Albeit both Chicago and New York contributed greatly to the development of jazz, New York played a more important role in popularizing jazz and evolving it beyond its New Orleans roots.  The city of New York had many social, cultural, and political aspects that allowed jazz to be properly cultivated in the city.  For instance, there was a strong cultural conflict between African Americans of status and new arrivals in the city, which mirrors the conflict between Creoles and Blacks that played a significant role in the development of jazz in New Orleans. (“James P. Johnson”)  The economic situation of Blacks also contributed, as poor economic conditions required Blacks to throw parties to earn their monthly rent, and these rent parties provided opportunities for jazz musicians to earn a living and hone their skill.(Gioia, 90)   However, perhaps the most important factor in the development of jazz in New York was the influence of the stride pianists.  While most of the other factors present in New York were present, in some way, shape, or form, in Chicago, the stride pianists of New York provided a strong stylistic influence that was unique to New York and had no appropriate parallel in Chicago.  Although jazz musicians in Chicago introduced some stylistic differences to the existing New Orleans jazz paradigm, these differences are subtle enough that some (such as the author of “The Chicagoans”) to conclude that Chicago jazz “was not a style at all”; meanwhile, the influence of stride piano on New York Jazz is unmistakable, to the point that one could claim that this influence is the defining characteristic of New York Jazz. 
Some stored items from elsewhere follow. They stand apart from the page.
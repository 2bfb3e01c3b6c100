use std::time::Instant;

/// Monotonic millisecond timeline used as the host timestamp source.
///
/// Timestamps are measured from the moment the timeline was created, matching
/// the "milliseconds since page load" convention of display-synchronized
/// callbacks.
#[derive(Debug, Clone, Copy)]
pub struct Timeline {
    origin: Instant,
}

impl Timeline {
    pub fn new() -> Self {
        Self { origin: Instant::now() }
    }

    /// Milliseconds elapsed since the timeline origin.
    pub fn now_ms(&self) -> f64 {
        self.at_ms(Instant::now())
    }

    /// Converts an instant into timeline milliseconds (saturating at zero).
    pub fn at_ms(&self, instant: Instant) -> f64 {
        instant
            .saturating_duration_since(self.origin)
            .as_secs_f64()
            * 1000.0
    }
}

impl Default for Timeline {
    fn default() -> Self {
        Self::new()
    }
}

#[cfg(test)]
mod tests {
    use super::*;
    use std::time::Duration;

    #[test]
    fn instants_before_origin_saturate() {
        let before = Instant::now();
        let timeline = Timeline::new();
        assert_eq!(timeline.at_ms(before), 0.0);
    }

    #[test]
    fn offsets_are_reported_in_milliseconds() {
        let timeline = Timeline::new();
        let later = timeline.origin + Duration::from_millis(250);
        assert!((timeline.at_ms(later) - 250.0).abs() < 1e-6);
    }
}
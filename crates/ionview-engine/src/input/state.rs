use std::collections::HashSet;

use super::types::{InputEvent, Key, KeyState, Modifiers, MouseButton, MouseButtonState, PointerButtonEvent};

/// Snapshot of what is held down, updated from every translated event.
///
/// The runtime reads `pointer_pos` and `modifiers` back when translating
/// button and wheel events, which carry neither on most platforms.
#[derive(Debug, Default)]
pub struct InputState {
    pub modifiers: Modifiers,
    pub focused: bool,
    /// Logical pixels; `None` while the pointer is outside the window.
    pub pointer_pos: Option<(f32, f32)>,

    keys: HashSet<Key>,
    buttons: u8,
}

fn button_bit(button: MouseButton) -> u8 {
    match button {
        MouseButton::Left => 1,
        MouseButton::Right => 1 << 1,
        MouseButton::Middle => 1 << 2,
        MouseButton::Other(_) => 1 << 3,
    }
}

impl InputState {
    pub fn apply_event(&mut self, ev: &InputEvent) {
        match ev {
            InputEvent::ModifiersChanged(m) => self.modifiers = *m,

            InputEvent::Focused(focused) => {
                self.focused = *focused;
                if !focused {
                    // Releases happen elsewhere once focus is gone.
                    self.keys.clear();
                    self.buttons = 0;
                }
            }

            InputEvent::PointerMoved(p) => self.pointer_pos = Some((p.x, p.y)),
            InputEvent::PointerLeft => self.pointer_pos = None,

            InputEvent::Key { key, state, modifiers, .. } => {
                self.modifiers = *modifiers;
                match state {
                    KeyState::Pressed => self.keys.insert(*key),
                    KeyState::Released => self.keys.remove(key),
                };
            }

            InputEvent::PointerButton(PointerButtonEvent {
                button,
                state,
                x,
                y,
                modifiers,
            }) => {
                self.pointer_pos = Some((*x, *y));
                self.modifiers = *modifiers;
                match state {
                    MouseButtonState::Pressed => self.buttons |= button_bit(*button),
                    MouseButtonState::Released => self.buttons &= !button_bit(*button),
                }
            }

            InputEvent::MouseWheel { modifiers, .. } => self.modifiers = *modifiers,
        }
    }

    pub fn key_down(&self, key: Key) -> bool {
        self.keys.contains(&key)
    }

    pub fn button_down(&self, button: MouseButton) -> bool {
        self.buttons & button_bit(button) != 0
    }

    /// True while any mouse button is held, i.e. during an orbit drag.
    pub fn dragging(&self) -> bool {
        self.buttons != 0
    }
}
/// Offscreen render texture with its default view.
pub struct RenderTexture {
    pub texture: wgpu::Texture,
    pub view: wgpu::TextureView,
    pub format: wgpu::TextureFormat,
    pub size: (u32, u32),
    pub sample_count: u32,
}

impl RenderTexture {
    /// Color target usable as attachment and (when single-sampled) shader input.
    pub fn color(
        device: &wgpu::Device,
        label: &str,
        size: (u32, u32),
        format: wgpu::TextureFormat,
        sample_count: u32,
    ) -> Self {
        let mut usage = wgpu::TextureUsages::RENDER_ATTACHMENT;
        if sample_count == 1 {
            usage |= wgpu::TextureUsages::TEXTURE_BINDING;
        }
        Self::new(device, label, size, format, sample_count, usage)
    }

    /// Depth target. Sampleable when single-sampled (shadow maps).
    pub fn depth(device: &wgpu::Device, label: &str, size: (u32, u32), sample_count: u32) -> Self {
        let mut usage = wgpu::TextureUsages::RENDER_ATTACHMENT;
        if sample_count == 1 {
            usage |= wgpu::TextureUsages::TEXTURE_BINDING;
        }
        Self::new(device, label, size, DEPTH_FORMAT, sample_count, usage)
    }

    fn new(
        device: &wgpu::Device,
        label: &str,
        size: (u32, u32),
        format: wgpu::TextureFormat,
        sample_count: u32,
        usage: wgpu::TextureUsages,
    ) -> Self {
        let size = (size.0.max(1), size.1.max(1));
        let texture = device.create_texture(&wgpu::TextureDescriptor {
            label: Some(label),
            size: wgpu::Extent3d {
                width: size.0,
                height: size.1,
                depth_or_array_layers: 1,
            },
            mip_level_count: 1,
            sample_count,
            dimension: wgpu::TextureDimension::D2,
            format,
            usage,
            view_formats: &[],
        });
        let view = texture.create_view(&wgpu::TextureViewDescriptor::default());

        Self {
            texture,
            view,
            format,
            size,
            sample_count,
        }
    }
}

pub const DEPTH_FORMAT: wgpu::TextureFormat = wgpu::TextureFormat::Depth32Float;

/// HDR format for the scene and post-processing chain.
pub const HDR_FORMAT: wgpu::TextureFormat = wgpu::TextureFormat::Rgba16Float;
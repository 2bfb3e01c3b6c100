use glam::{Mat4, Vec3};

use super::asset::Aabb;

/// Directional light shining from `position` towards `target`.
#[derive(Debug, Copy, Clone, PartialEq)]
pub struct DirectionalLight {
    pub position: Vec3,
    pub target: Vec3,
    /// Linear RGB.
    pub color: [f32; 3],
    pub intensity: f32,
    pub cast_shadow: bool,
    /// PCF filter radius in shadow-map texels.
    pub shadow_radius: f32,
    pub shadow_bias: f32,
    pub shadow_map_size: u32,
}

impl DirectionalLight {
    /// Unit vector pointing from the lit surface towards the light.
    pub fn direction_to_light(&self) -> Vec3 {
        (self.position - self.target).try_normalize().unwrap_or(Vec3::Y)
    }

    /// Orthographic light view-projection enclosing `bounds`.
    ///
    /// The frustum is fitted around the bounding sphere so it stays stable
    /// while the model animates within it.
    pub fn shadow_view_proj(&self, bounds: Option<Aabb>) -> Mat4 {
        let (center, radius) = match bounds {
            Some(b) => (b.center(), b.radius().max(0.5)),
            None => (Vec3::ZERO, 1.0),
        };

        let dir = self.direction_to_light();
        let eye = center + dir * radius * 2.0;
        let up = if dir.abs_diff_eq(Vec3::Y, 1e-3) || dir.abs_diff_eq(Vec3::NEG_Y, 1e-3) {
            Vec3::Z
        } else {
            Vec3::Y
        };

        let view = Mat4::look_at_rh(eye, center, up);
        let proj = Mat4::orthographic_rh(-radius, radius, -radius, radius, 0.01, radius * 4.0);
        proj * view
    }
}

#[derive(Debug, Copy, Clone, PartialEq)]
pub struct AmbientLight {
    pub color: [f32; 3],
    pub intensity: f32,
}

impl AmbientLight {
    /// Color premultiplied by intensity.
    pub fn radiance(&self) -> [f32; 3] {
        self.color.map(|c| c * self.intensity)
    }
}

#[cfg(test)]
mod tests {
    use super::*;

    fn light() -> DirectionalLight {
        DirectionalLight {
            position: Vec3::new(7.0, 10.0, -2.0),
            target: Vec3::ZERO,
            color: [1.0; 3],
            intensity: 0.3,
            cast_shadow: true,
            shadow_radius: 3.0,
            shadow_bias: 0.002,
            shadow_map_size: 2048,
        }
    }

    #[test]
    fn direction_points_at_light() {
        let d = light().direction_to_light();
        assert!((d.length() - 1.0).abs() < 1e-6);
        assert!(d.y > 0.0 && d.x > 0.0 && d.z < 0.0);
    }

    #[test]
    fn shadow_frustum_contains_bounds() {
        let bounds = Aabb {
            min: Vec3::splat(-1.0),
            max: Vec3::splat(1.0),
        };
        let m = light().shadow_view_proj(Some(bounds));
        for p in [bounds.min, bounds.max, Vec3::ZERO] {
            let clip = m.project_point3(p);
            assert!(clip.x.abs() <= 1.0 && clip.y.abs() <= 1.0, "{clip:?}");
            assert!((0.0..=1.0).contains(&clip.z), "{clip:?}");
        }
    }

    #[test]
    fn ambient_radiance_scales_color() {
        let a = AmbientLight {
            color: [1.0, 0.5, 0.0],
            intensity: 0.9,
        };
        assert_eq!(a.radiance(), [0.9, 0.45, 0.0]);
    }
}
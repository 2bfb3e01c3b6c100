use std::sync::Once;

/// Logger configuration.
///
/// `env_filter` follows the `env_logger` filter syntax (e.g. "info",
/// "ionview_engine=debug,wgpu_core=warn").
#[derive(Debug, Clone)]
pub struct LoggingConfig {
    pub env_filter: Option<String>,
    pub write_style: env_logger::WriteStyle,
}

impl Default for LoggingConfig {
    fn default() -> Self {
        Self {
            env_filter: None,
            write_style: env_logger::WriteStyle::Auto,
        }
    }
}

impl LoggingConfig {
    pub fn with_filter(filter: impl Into<String>) -> Self {
        Self {
            env_filter: Some(filter.into()),
            ..Self::default()
        }
    }
}

/// Filter actually applied: explicit filter, then `RUST_LOG`, then `None` (info level).
pub fn resolve_filter(explicit: Option<&str>, rust_log: Option<&str>) -> Option<String> {
    fn clean(f: Option<&str>) -> Option<&str> {
        f.map(str::trim).filter(|f| !f.is_empty())
    }
    clean(explicit).or(clean(rust_log)).map(str::to_string)
}

static INIT: Once = Once::new();

/// Initializes the global logger once.
///
/// Subsequent calls are ignored. Call early in `main`.
pub fn init_logging(config: LoggingConfig) {
    INIT.call_once(|| {
        let mut builder = env_logger::Builder::new();

        let rust_log = std::env::var("RUST_LOG").ok();
        match resolve_filter(config.env_filter.as_deref(), rust_log.as_deref()) {
            Some(filter) => {
                builder.parse_filters(&filter);
            }
            None => {
                builder.filter_level(log::LevelFilter::Info);
                // wgpu is chatty at info.
                builder.filter_module("wgpu_core", log::LevelFilter::Warn);
                builder.filter_module("wgpu_hal", log::LevelFilter::Warn);
                builder.filter_module("naga", log::LevelFilter::Warn);
            }
        }

        builder.write_style(config.write_style);
        builder.init();

        log::debug!("logging initialized");
    });
}

#[cfg(test)]
mod tests {
    use super::*;

    #[test]
    fn explicit_filter_wins() {
        assert_eq!(resolve_filter(Some("debug"), Some("warn")).as_deref(), Some("debug"));
    }

    #[test]
    fn falls_back_to_rust_log_then_default() {
        assert_eq!(resolve_filter(None, Some("warn")).as_deref(), Some("warn"));
        assert_eq!(resolve_filter(None, None), None);
        assert_eq!(resolve_filter(Some("  "), Some("warn")).as_deref(), Some("warn"));
    }

    #[test]
    fn init_is_idempotent() {
        init_logging(LoggingConfig::with_filter("off"));
        init_logging(LoggingConfig::default());
    }
}
//! ionview engine crate.
//!
//! Frame scheduling, keyframe animation, orbit camera and the post-processing
//! render chain behind the `ionview` model viewer, plus the window + GPU
//! runtime that drives them.

pub mod device;
pub mod window;
pub mod input;
pub mod time;
pub mod core;
pub mod schedule;

pub mod logging;
pub mod config;
pub mod error;
pub mod render;
pub mod pipeline;

pub mod animation;
pub mod assets;
pub mod camera;
pub mod scene;
pub mod viewer;

pub use config::{ConfigError, ViewerConfig};
pub use error::ViewerError;
pub use viewer::Viewer;
//! GPU rendering primitives.
//!
//! Passes own their GPU resources (pipelines, buffers, targets) and create
//! them lazily from a `RenderCtx`.
//!
//! Convention:
//! - world space is right-handed, +Y up
//! - intermediate targets are linear HDR (`HDR_FORMAT`)

mod color;
pub mod common;
mod ctx;
mod texture;

pub use color::{srgb_to_linear, Color};
pub use ctx::{RenderCtx, RenderTarget};
pub use texture::{RenderTexture, DEPTH_FORMAT, HDR_FORMAT};
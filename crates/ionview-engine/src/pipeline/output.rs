use bytemuck::{Pod, Zeroable};
use wgpu::util::DeviceExt;

use crate::render::{common, RenderTexture};

use super::params::ToneMapping;

#[repr(C)]
#[derive(Debug, Copy, Clone, Pod, Zeroable)]
struct OutputUniform {
    exposure: f32,
    mode: u32,
    encode_srgb: u32,
    _pad: u32,
}

impl OutputUniform {
    fn new(tone: ToneMapping, format: wgpu::TextureFormat) -> Self {
        Self {
            exposure: tone.exposure,
            mode: tone.mode.index(),
            encode_srgb: u32::from(!format.is_srgb()),
            _pad: 0,
        }
    }
}

/// Tone maps the final HDR target into the presentable surface.
///
/// Rebuilt when the surface format changes.
pub struct OutputPass {
    tone: ToneMapping,

    pipeline_format: Option<wgpu::TextureFormat>,
    pipeline: Option<wgpu::RenderPipeline>,
    layout: Option<wgpu::BindGroupLayout>,
    sampler: Option<wgpu::Sampler>,
    ubo: Option<wgpu::Buffer>,
}

impl OutputPass {
    pub fn new(tone: ToneMapping) -> Self {
        Self {
            tone,
            pipeline_format: None,
            pipeline: None,
            layout: None,
            sampler: None,
            ubo: None,
        }
    }

    pub fn tone_mapping(&self) -> ToneMapping {
        self.tone
    }

    pub fn render(
        &mut self,
        device: &wgpu::Device,
        format: wgpu::TextureFormat,
        encoder: &mut wgpu::CommandEncoder,
        input: &RenderTexture,
        target: &wgpu::TextureView,
    ) {
        self.ensure_pipeline(device, format);

        let Some(pipeline) = self.pipeline.as_ref() else { return };
        let Some(layout) = self.layout.as_ref() else { return };
        let Some(sampler) = self.sampler.as_ref() else { return };
        let Some(ubo) = self.ubo.as_ref() else { return };

        let bind_group = device.create_bind_group(&wgpu::BindGroupDescriptor {
            label: Some("ionview output bg"),
            layout,
            entries: &[
                wgpu::BindGroupEntry {
                    binding: 0,
                    resource: wgpu::BindingResource::TextureView(&input.view),
                },
                wgpu::BindGroupEntry {
                    binding: 1,
                    resource: wgpu::BindingResource::Sampler(sampler),
                },
                wgpu::BindGroupEntry {
                    binding: 2,
                    resource: ubo.as_entire_binding(),
                },
            ],
        });

        common::draw_fullscreen(encoder, "ionview output pass", target, pipeline, &[&bind_group]);
    }

    pub fn release(&mut self) {
        self.pipeline_format = None;
        self.pipeline = None;
        self.layout = None;
        self.sampler = None;
        self.ubo = None;
    }

    fn ensure_pipeline(&mut self, device: &wgpu::Device, format: wgpu::TextureFormat) {
        if self.pipeline_format == Some(format) && self.pipeline.is_some() {
            return;
        }
        log::debug!("building output pipeline for {format:?}");

        let layout = device.create_bind_group_layout(&wgpu::BindGroupLayoutDescriptor {
            label: Some("ionview output bgl"),
            entries: &[
                common::texture_entry(0),
                common::sampler_entry(1),
                common::uniform_entry(2, wgpu::ShaderStages::FRAGMENT),
            ],
        });

        let shader = common::fullscreen_shader(
            device,
            "ionview output shader",
            include_str!("shaders/output.wgsl"),
        );
        let pipeline =
            common::fullscreen_pipeline(device, "ionview output", &shader, "fs_output", &[&layout], format);

        let ubo = device.create_buffer_init(&wgpu::util::BufferInitDescriptor {
            label: Some("ionview output ubo"),
            contents: bytemuck::bytes_of(&OutputUniform::new(self.tone, format)),
            usage: wgpu::BufferUsages::UNIFORM,
        });

        self.sampler = Some(common::linear_clamp_sampler(device, "ionview output sampler"));
        self.layout = Some(layout);
        self.pipeline = Some(pipeline);
        self.ubo = Some(ubo);
        self.pipeline_format = Some(format);
    }
}

#[cfg(test)]
mod tests {
    use super::*;
    use crate::pipeline::ToneMappingMode;

    #[test]
    fn srgb_surface_skips_manual_encoding() {
        let tone = ToneMapping::from_bloom_exposure(ToneMappingMode::Aces, 1.0);
        let u = OutputUniform::new(tone, wgpu::TextureFormat::Bgra8UnormSrgb);
        assert_eq!((u.mode, u.encode_srgb), (3, 0));

        let u = OutputUniform::new(tone, wgpu::TextureFormat::Bgra8Unorm);
        assert_eq!(u.encode_srgb, 1);
        assert_eq!(std::mem::size_of::<OutputUniform>(), 16);
    }
}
While the exact essence of stride piano is hard to capture – when investigating why it is called “stride piano”, the author of “James P. Johnson” came to the conclusion that the name “simply exists to confuse the layman” – the music incorporated elements of ragtime, jazz, and classical music, and the result could perhaps be described as a very “virtuosic” evolution of ragtime (Gioia, 92)  This virtuosity may be in part due to the very competitive nature of the Harlem music scene; the piano was nearly ubiquitous in New York, so naturally there were many piano players who had to compete for opportunities to perform, and the need to “one-up” other pianists, both at their performances and at the so-called “cutting contests”, likely pushed musicians to perform more technical and complex music.( Gioia, 93)  This virtuosity is perhaps epitomized by Art Tatum, whose piano skill is practically unmatched even to this day, and whose work developed stride piano to the point that some may claim he exhausted its possibilities. (Gioia, 97)  The rhythmic complexity and breakneck speed of his work clearly reflects the fast-paced lifestyle of New York.  The virtuosic nature of stride piano exerted a strong influence on New York Jazz, and is paralleled by the increasing focus on improvisation; take, for instance, the Henderson band’s performance of “The Stampede”, which not only borrowed specific rhythms from stride piano, but also focused so completely on rhythmic complexity that the melody “is left almost entirely for the soloists to provide” (“Fletcher Henderson”) 

Harlem stride piano clearly played an important role in the development of New York jazz, and consequently on the development of jazz as a whole, which is why New York was the more important city for the development of jazz in the 1920s.